● **Brief**
The following data has a line with "and holds the" and a line with "H(A)) * beta". Write out exactly those lines and all the lines between them.

Recorded data:
/*!
Delegation: re-keys that let one verifier check tags issued to another.

Every tag for verifier `A` carries `Q = g_tilde^k`, `T = Y_A^k` and the delegation witness
`E = (theta1 * theta2^{H(A)})^k`. The central authority, which escrows verifier keys and holds the
[`DelegationTrapdoor`] `(t1, t2)`, derives for a delegate `B`

- `RK1 = g2^beta`,
- `RK2 = (t1 + t2 * H(A)) * beta + (x_B - x_A)`,

for a fresh `beta`. The delegate then checks `e(T, g2) == e(Q^{x_B - RK2}, g2) * e(E, RK1)`. When
`A = B` this is the ordinary check `T == Q^{x_A}` in disguise.

Verifiers ask for a re-key lazily, the first time they validate a tag of another verifier, and
both sides cache it per pair for the rest of the run.
*/

use crate::{ticket::Tag, types::*};
use anonticket_crypto::{arith, credential::identity_hash, params::DelegationTrapdoor};
use serde::{Deserialize, Serialize};

/// Message from a verifier asking to check tags of `delegator`.
#[derive(Debug, Clone, PartialEq, Eq, Serialize, Deserialize)]
pub struct ReKeyRequest {
    /// The verifier that will run the check.
    pub delegate: String,
    /// The verifier the tags were issued to.
    pub delegator: String,
}

/// A re-key from `delegator` to `delegate`.
#[derive(Debug, Clone, PartialEq, Eq, Serialize, Deserialize)]
pub struct ReKey {
    delegator: String,
    delegate: String,
    #[serde(with = "SerializeElement")]
    rk1: G2Affine,
    #[serde(with = "SerializeElement")]
    rk2: Scalar,
}

impl ReKey {
    pub(crate) fn derive(
        rng: &mut impl Rng,
        params: &GroupParameters,
        trapdoor: &DelegationTrapdoor,
        request: &ReKeyRequest,
        delegator_key: &SecretKey,
        delegate_key: &SecretKey,
    ) -> Self {
        let beta = arith::random_nonzero_scalar(rng);
        let exponent = trapdoor.verifier_exponent(&identity_hash(&request.delegator));
        ReKey {
            delegator: request.delegator.clone(),
            delegate: request.delegate.clone(),
            rk1: (params.g2() * beta).into(),
            rk2: exponent * beta + (delegate_key.to_scalar() - delegator_key.to_scalar()),
        }
    }

    /// The verifier whose tags this re-key opens.
    pub fn delegator(&self) -> &str {
        &self.delegator
    }

    /// The verifier this re-key was made for.
    pub fn delegate(&self) -> &str {
        &self.delegate
    }

    /// Check that `tag` was issued to the delegator, using the delegate's secret key.
    pub fn check_tag(&self, tag: &Tag, delegate_key: &SecretKey, params: &GroupParameters) -> bool {
        let g2 = params.g2();
        let shifted = G1Affine::from(tag.q * (delegate_key.to_scalar() - self.rk2));
        tag.verifier == self.delegator
            && pairing(&tag.t, &g2) == pairing(&shifted, &g2) + pairing(&tag.e, &self.rk1)
    }
}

● **Response area**
`E = (theta1 * theta2^{H(A)})^k`. The central authority, which escrows verifier keys and holds the
[`DelegationTrapdoor`] `(t1, t2)`, derives for a delegate `B`

- `RK1 = g2^beta`,
- `RK2 = (t1 + t2 * H(A)) * beta + (x_B - x_A)`,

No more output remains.